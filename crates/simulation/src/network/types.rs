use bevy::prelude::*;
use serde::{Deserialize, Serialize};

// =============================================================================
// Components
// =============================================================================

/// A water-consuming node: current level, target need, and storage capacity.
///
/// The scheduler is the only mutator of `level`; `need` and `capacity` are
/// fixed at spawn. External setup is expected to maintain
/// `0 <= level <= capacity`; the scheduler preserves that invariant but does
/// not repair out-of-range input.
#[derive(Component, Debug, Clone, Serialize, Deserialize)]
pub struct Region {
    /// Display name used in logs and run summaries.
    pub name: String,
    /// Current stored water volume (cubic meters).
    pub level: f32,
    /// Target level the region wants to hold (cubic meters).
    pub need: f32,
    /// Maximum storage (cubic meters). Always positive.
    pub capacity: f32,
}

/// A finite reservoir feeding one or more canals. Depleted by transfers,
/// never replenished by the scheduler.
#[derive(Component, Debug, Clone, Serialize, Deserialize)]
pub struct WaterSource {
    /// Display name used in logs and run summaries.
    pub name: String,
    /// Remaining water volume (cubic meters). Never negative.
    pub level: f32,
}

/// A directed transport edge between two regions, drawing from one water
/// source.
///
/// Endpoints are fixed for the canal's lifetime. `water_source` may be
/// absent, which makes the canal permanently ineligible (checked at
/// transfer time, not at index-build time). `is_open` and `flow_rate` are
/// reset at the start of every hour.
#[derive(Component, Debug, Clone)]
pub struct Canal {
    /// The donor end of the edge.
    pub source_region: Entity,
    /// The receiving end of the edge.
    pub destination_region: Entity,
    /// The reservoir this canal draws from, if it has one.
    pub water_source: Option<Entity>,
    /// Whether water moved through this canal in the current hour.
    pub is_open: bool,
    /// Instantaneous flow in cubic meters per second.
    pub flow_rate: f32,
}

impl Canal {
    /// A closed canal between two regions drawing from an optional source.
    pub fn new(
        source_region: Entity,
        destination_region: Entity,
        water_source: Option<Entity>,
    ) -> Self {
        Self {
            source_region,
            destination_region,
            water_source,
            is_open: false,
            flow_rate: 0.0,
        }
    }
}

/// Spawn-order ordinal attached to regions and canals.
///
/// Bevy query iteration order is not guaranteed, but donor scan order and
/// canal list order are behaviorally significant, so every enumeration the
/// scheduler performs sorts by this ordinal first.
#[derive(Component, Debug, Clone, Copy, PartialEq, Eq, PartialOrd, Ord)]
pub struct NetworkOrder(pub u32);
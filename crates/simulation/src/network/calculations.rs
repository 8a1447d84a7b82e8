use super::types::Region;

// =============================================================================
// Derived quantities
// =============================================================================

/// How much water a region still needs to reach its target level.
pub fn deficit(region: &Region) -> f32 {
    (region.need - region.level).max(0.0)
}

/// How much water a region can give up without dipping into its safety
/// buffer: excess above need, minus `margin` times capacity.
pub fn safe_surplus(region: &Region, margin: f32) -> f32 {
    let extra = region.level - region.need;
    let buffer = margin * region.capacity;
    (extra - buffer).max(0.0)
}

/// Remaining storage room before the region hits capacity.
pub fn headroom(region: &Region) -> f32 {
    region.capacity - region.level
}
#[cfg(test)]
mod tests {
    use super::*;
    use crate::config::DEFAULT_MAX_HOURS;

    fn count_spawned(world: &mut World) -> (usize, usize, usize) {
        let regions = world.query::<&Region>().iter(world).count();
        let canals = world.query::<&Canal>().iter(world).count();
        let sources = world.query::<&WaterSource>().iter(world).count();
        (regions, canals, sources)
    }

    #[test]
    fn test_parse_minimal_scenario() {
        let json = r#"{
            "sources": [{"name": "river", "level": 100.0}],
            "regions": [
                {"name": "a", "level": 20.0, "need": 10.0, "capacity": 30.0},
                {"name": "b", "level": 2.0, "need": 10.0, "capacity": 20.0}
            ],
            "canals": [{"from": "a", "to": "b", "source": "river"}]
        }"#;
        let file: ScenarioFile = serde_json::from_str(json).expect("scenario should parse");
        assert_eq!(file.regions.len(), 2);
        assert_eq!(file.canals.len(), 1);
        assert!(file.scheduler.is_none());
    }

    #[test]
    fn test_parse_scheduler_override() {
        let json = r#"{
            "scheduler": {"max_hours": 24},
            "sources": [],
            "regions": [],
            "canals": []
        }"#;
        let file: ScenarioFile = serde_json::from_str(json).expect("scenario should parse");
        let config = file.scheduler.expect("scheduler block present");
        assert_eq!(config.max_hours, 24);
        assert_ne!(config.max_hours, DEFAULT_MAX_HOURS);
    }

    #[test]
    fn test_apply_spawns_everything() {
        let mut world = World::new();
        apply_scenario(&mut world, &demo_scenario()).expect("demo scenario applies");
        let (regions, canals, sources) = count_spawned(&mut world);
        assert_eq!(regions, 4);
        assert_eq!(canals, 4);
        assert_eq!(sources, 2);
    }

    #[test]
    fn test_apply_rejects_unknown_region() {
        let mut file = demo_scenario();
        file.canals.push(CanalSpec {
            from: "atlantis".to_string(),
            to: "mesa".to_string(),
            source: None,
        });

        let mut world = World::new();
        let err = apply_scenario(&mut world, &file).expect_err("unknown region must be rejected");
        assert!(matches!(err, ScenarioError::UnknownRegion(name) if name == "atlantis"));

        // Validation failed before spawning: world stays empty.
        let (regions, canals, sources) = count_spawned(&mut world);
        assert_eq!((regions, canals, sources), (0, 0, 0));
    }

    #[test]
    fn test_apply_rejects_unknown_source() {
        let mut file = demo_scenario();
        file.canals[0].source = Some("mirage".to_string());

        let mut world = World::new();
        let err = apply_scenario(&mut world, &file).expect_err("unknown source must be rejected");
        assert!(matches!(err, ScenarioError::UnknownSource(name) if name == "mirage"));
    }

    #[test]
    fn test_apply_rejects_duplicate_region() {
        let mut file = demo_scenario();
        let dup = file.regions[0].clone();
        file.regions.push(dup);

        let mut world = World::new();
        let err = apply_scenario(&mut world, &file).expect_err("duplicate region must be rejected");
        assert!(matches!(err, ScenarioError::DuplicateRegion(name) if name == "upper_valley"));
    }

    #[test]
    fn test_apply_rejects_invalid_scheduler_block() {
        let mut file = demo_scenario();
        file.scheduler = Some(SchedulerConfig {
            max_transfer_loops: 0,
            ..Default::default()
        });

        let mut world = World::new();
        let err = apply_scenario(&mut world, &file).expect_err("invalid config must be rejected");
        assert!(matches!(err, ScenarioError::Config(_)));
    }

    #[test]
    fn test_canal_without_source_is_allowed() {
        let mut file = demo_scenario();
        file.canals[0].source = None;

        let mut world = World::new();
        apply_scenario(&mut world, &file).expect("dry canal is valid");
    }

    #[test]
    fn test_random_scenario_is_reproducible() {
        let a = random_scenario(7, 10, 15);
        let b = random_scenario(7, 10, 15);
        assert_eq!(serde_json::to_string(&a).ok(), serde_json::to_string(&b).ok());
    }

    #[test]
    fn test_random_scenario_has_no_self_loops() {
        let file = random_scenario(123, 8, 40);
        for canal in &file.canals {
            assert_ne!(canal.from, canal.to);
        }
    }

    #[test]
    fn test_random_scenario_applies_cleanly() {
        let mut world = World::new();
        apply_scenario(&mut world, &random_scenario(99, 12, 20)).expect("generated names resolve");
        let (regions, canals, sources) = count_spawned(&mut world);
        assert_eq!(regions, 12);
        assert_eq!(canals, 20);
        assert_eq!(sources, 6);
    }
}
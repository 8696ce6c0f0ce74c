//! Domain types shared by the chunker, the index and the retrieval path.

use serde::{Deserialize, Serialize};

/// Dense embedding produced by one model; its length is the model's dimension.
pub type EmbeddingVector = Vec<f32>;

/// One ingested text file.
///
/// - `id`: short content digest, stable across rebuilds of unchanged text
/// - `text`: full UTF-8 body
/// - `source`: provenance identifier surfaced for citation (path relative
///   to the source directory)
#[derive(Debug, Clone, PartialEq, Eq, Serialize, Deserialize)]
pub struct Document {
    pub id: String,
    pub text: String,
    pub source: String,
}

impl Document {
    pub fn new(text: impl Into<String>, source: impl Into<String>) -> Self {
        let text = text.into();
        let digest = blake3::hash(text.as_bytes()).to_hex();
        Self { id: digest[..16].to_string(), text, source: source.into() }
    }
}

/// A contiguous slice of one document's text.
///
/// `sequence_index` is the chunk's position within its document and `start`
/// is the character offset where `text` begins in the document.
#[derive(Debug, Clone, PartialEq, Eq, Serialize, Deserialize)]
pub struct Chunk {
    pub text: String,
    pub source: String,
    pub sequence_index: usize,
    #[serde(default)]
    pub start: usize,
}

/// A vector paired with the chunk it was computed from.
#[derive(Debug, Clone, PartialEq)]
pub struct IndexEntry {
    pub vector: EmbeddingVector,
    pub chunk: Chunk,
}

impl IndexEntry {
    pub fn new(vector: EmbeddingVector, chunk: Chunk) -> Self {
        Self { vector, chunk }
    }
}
....................
## Task goal
Copy each line of the preceding material that contains "between".

## Exercise answer
/// A directed transport edge between two regions, drawing from one water
    /// A closed canal between two regions drawing from an optional source.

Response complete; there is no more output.